Each record has to be repeated exactly as given.

***

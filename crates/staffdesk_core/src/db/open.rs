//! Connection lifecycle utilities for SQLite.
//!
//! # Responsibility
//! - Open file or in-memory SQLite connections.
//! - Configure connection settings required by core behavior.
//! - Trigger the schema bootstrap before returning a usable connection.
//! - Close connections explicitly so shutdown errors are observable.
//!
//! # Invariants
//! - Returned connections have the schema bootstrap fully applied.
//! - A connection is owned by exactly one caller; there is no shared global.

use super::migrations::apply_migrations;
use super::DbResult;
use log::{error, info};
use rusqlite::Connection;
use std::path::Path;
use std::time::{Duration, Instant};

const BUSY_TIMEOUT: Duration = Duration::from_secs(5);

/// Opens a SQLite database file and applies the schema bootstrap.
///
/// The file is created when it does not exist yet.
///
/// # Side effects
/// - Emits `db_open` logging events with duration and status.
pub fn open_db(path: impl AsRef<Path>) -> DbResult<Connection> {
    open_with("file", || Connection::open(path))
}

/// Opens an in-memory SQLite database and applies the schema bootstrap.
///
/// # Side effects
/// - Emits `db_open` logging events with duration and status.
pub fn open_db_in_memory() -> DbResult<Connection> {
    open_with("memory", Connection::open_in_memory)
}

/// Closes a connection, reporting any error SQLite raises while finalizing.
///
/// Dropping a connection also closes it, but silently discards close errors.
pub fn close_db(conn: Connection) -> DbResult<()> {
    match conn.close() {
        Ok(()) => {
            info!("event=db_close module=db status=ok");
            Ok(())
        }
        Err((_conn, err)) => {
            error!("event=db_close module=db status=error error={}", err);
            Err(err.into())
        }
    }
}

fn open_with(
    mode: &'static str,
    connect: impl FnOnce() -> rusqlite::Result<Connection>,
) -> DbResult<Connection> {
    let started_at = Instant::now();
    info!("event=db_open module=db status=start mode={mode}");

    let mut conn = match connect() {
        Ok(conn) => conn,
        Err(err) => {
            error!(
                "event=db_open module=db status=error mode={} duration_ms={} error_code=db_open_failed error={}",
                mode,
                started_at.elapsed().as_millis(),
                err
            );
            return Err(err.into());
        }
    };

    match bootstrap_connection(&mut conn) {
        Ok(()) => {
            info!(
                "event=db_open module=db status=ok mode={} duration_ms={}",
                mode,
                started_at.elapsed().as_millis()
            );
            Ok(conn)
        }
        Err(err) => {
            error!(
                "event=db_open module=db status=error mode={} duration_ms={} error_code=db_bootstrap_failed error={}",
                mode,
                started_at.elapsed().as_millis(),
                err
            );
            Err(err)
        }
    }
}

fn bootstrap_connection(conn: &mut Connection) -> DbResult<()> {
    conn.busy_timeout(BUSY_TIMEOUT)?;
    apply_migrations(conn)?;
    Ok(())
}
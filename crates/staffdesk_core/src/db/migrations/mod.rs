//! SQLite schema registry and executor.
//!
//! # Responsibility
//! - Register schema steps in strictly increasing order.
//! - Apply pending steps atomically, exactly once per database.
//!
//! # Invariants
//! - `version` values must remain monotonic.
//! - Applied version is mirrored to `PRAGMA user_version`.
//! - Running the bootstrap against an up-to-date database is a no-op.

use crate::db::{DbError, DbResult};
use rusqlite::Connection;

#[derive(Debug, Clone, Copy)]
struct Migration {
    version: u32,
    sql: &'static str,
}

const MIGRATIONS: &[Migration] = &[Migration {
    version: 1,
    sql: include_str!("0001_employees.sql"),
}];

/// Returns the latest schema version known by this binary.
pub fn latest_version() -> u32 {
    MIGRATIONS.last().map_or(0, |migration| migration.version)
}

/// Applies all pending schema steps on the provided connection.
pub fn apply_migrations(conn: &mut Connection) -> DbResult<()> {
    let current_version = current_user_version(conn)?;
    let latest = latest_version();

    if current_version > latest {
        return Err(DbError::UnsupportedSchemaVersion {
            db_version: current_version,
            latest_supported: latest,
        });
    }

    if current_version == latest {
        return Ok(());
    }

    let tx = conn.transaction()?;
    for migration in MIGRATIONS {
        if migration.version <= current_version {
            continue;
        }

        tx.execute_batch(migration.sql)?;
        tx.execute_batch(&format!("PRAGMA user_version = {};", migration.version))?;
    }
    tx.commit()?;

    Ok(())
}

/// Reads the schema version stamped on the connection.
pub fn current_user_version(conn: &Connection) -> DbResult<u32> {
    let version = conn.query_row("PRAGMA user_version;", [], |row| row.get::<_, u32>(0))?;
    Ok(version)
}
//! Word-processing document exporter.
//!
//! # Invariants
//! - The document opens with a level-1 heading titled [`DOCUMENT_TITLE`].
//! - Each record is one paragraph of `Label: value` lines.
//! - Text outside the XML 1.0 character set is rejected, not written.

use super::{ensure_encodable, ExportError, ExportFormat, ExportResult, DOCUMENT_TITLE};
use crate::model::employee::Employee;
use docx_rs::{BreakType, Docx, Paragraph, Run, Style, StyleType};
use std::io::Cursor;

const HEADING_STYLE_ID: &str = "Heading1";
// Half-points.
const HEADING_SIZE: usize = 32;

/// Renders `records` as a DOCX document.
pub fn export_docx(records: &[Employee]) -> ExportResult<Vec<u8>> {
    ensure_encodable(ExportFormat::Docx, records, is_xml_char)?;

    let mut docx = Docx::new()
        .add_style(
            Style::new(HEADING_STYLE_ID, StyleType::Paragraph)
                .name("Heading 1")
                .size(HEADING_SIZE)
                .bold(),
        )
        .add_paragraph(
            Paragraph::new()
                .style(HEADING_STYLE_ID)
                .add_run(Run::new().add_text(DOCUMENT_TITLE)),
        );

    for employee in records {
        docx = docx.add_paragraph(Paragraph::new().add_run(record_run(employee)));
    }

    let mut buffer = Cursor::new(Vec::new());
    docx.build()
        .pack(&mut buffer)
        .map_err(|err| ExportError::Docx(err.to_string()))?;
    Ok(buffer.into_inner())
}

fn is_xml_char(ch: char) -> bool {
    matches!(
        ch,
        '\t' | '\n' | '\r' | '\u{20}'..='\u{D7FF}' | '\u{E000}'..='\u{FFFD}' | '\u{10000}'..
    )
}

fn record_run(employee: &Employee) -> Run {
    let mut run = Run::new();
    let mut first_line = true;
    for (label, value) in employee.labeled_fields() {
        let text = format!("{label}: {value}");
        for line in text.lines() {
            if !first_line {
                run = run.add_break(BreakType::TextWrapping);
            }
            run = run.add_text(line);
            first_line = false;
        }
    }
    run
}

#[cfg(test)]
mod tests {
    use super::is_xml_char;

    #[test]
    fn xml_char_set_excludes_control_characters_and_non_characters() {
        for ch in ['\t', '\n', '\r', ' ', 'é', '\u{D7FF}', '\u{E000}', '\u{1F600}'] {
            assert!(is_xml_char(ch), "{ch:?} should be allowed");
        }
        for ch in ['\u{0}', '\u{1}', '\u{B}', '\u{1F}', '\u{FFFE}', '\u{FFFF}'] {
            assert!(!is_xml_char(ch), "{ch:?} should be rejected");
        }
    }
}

***

**Response to this exercise:**
filename crates/staffdesk_core/src/db/open.rs
//! Connection lifecycle utilities for SQLite.
//!
//! # Responsibility
//! - Open file or in-memory SQLite connections.
//! - Configure connection settings required by core behavior.
//! - Trigger the schema bootstrap before returning a usable connection.
//! - Close connections explicitly so shutdown errors are observable.
//!
//! # Invariants
//! - Returned connections have the schema bootstrap fully applied.
//! - A connection is owned by exactly one caller; there is no shared global.

use super::migrations::apply_migrations;
use super::DbResult;
use log::{error, info};
use rusqlite::Connection;
use std::path::Path;
use std::time::{Duration, Instant};

const BUSY_TIMEOUT: Duration = Duration::from_secs(5);

/// Opens a SQLite database file and applies the schema bootstrap.
///
/// The file is created when it does not exist yet.
///
/// # Side effects
/// - Emits `db_open` logging events with duration and status.
pub fn open_db(path: impl AsRef<Path>) -> DbResult<Connection> {
    open_with("file", || Connection::open(path))
}

/// Opens an in-memory SQLite database and applies the schema bootstrap.
///
/// # Side effects
/// - Emits `db_open` logging events with duration and status.
pub fn open_db_in_memory() -> DbResult<Connection> {
    open_with("memory", Connection::open_in_memory)
}

/// Closes a connection, reporting any error SQLite raises while finalizing.
///
/// Dropping a connection also closes it, but silently discards close errors.
pub fn close_db(conn: Connection) -> DbResult<()> {
    match conn.close() {
        Ok(()) => {
            info!("event=db_close module=db status=ok");
            Ok(())
        }
        Err((_conn, err)) => {
            error!("event=db_close module=db status=error error={}", err);
            Err(err.into())
        }
    }
}

fn open_with(
    mode: &'static str,
    connect: impl FnOnce() -> rusqlite::Result<Connection>,
) -> DbResult<Connection> {
    let started_at = Instant::now();
    info!("event=db_open module=db status=start mode={mode}");

    let mut conn = match connect() {
        Ok(conn) => conn,
        Err(err) => {
            error!(
                "event=db_open module=db status=error mode={} duration_ms={} error_code=db_open_failed error={}",
                mode,
                started_at.elapsed().as_millis(),
                err
            );
            return Err(err.into());
        }
    };

    match bootstrap_connection(&mut conn) {
        Ok(()) => {
            info!(
                "event=db_open module=db status=ok mode={} duration_ms={}",
                mode,
                started_at.elapsed().as_millis()
            );
            Ok(conn)
        }
        Err(err) => {
            error!(
                "event=db_open module=db status=error mode={} duration_ms={} error_code=db_bootstrap_failed error={}",
                mode,
                started_at.elapsed().as_millis(),
                err
            );
            Err(err)
        }
    }
}

fn bootstrap_connection(conn: &mut Connection) -> DbResult<()> {
    conn.busy_timeout(BUSY_TIMEOUT)?;
    apply_migrations(conn)?;
    Ok(())
}
filename crates/staffdesk_core/src/db/migrations/mod.rs
//! SQLite schema registry and executor.
//!
//! # Responsibility
//! - Register schema steps in strictly increasing order.
//! - Apply pending steps atomically, exactly once per database.
//!
//! # Invariants
//! - `version` values must remain monotonic.
//! - Applied version is mirrored to `PRAGMA user_version`.
//! - Running the bootstrap against an up-to-date database is a no-op.

use crate::db::{DbError, DbResult};
use rusqlite::Connection;

#[derive(Debug, Clone, Copy)]
struct Migration {
    version: u32,
    sql: &'static str,
}

const MIGRATIONS: &[Migration] = &[Migration {
    version: 1,
    sql: include_str!("0001_employees.sql"),
}];

/// Returns the latest schema version known by this binary.
pub fn latest_version() -> u32 {
    MIGRATIONS.last().map_or(0, |migration| migration.version)
}

/// Applies all pending schema steps on the provided connection.
pub fn apply_migrations(conn: &mut Connection) -> DbResult<()> {
    let current_version = current_user_version(conn)?;
    let latest = latest_version();

    if current_version > latest {
        return Err(DbError::UnsupportedSchemaVersion {
            db_version: current_version,
            latest_supported: latest,
        });
    }

    if current_version == latest {
        return Ok(());
    }

    let tx = conn.transaction()?;
    for migration in MIGRATIONS {
        if migration.version <= current_version {
            continue;
        }

        tx.execute_batch(migration.sql)?;
        tx.execute_batch(&format!("PRAGMA user_version = {};", migration.version))?;
    }
    tx.commit()?;

    Ok(())
}

/// Reads the schema version stamped on the connection.
pub fn current_user_version(conn: &Connection) -> DbResult<u32> {
    let version = conn.query_row("PRAGMA user_version;", [], |row| row.get::<_, u32>(0))?;
    Ok(version)
}
//! Word-processing document exporter.
//!
//! # Invariants
//! - The document opens with a level-1 heading titled [`DOCUMENT_TITLE`].
//! - Each record is one paragraph of `Label: value` lines.
//! - Text outside the XML 1.0 character set is rejected, not written.

use super::{ensure_encodable, ExportError, ExportFormat, ExportResult, DOCUMENT_TITLE};
use crate::model::employee::Employee;
use docx_rs::{BreakType, Docx, Paragraph, Run, Style, StyleType};
use std::io::Cursor;

const HEADING_STYLE_ID: &str = "Heading1";
// Half-points.
const HEADING_SIZE: usize = 32;

/// Renders `records` as a DOCX document.
pub fn export_docx(records: &[Employee]) -> ExportResult<Vec<u8>> {
    ensure_encodable(ExportFormat::Docx, records, is_xml_char)?;

    let mut docx = Docx::new()
        .add_style(
            Style::new(HEADING_STYLE_ID, StyleType::Paragraph)
                .name("Heading 1")
                .size(HEADING_SIZE)
                .bold(),
        )
        .add_paragraph(
            Paragraph::new()
                .style(HEADING_STYLE_ID)
                .add_run(Run::new().add_text(DOCUMENT_TITLE)),
        );

    for employee in records {
        docx = docx.add_paragraph(Paragraph::new().add_run(record_run(employee)));
    }

    let mut buffer = Cursor::new(Vec::new());
    docx.build()
        .pack(&mut buffer)
        .map_err(|err| ExportError::Docx(err.to_string()))?;
    Ok(buffer.into_inner())
}

fn is_xml_char(ch: char) -> bool {
    matches!(
        ch,
        '\t' | '\n' | '\r' | '\u{20}'..='\u{D7FF}' | '\u{E000}'..='\u{FFFD}' | '\u{10000}'..
    )
}

fn record_run(employee: &Employee) -> Run {
    let mut run = Run::new();
    let mut first_line = true;
    for (label, value) in employee.labeled_fields() {
        let text = format!("{label}: {value}");
        for line in text.lines() {
            if !first_line {
                run = run.add_break(BreakType::TextWrapping);
            }
            run = run.add_text(line);
            first_line = false;
        }
    }
    run
}

#[cfg(test)]
mod tests {
    use super::is_xml_char;

    #[test]
    fn xml_char_set_excludes_control_characters_and_non_characters() {
        for ch in ['\t', '\n', '\r', ' ', 'é', '\u{D7FF}', '\u{E000}', '\u{1F600}'] {
            assert!(is_xml_char(ch), "{ch:?} should be allowed");
        }
        for ch in ['\u{0}', '\u{1}', '\u{B}', '\u{1F}', '\u{FFFE}', '\u{FFFF}'] {
            assert!(!is_xml_char(ch), "{ch:?} should be rejected");
        }
    }
}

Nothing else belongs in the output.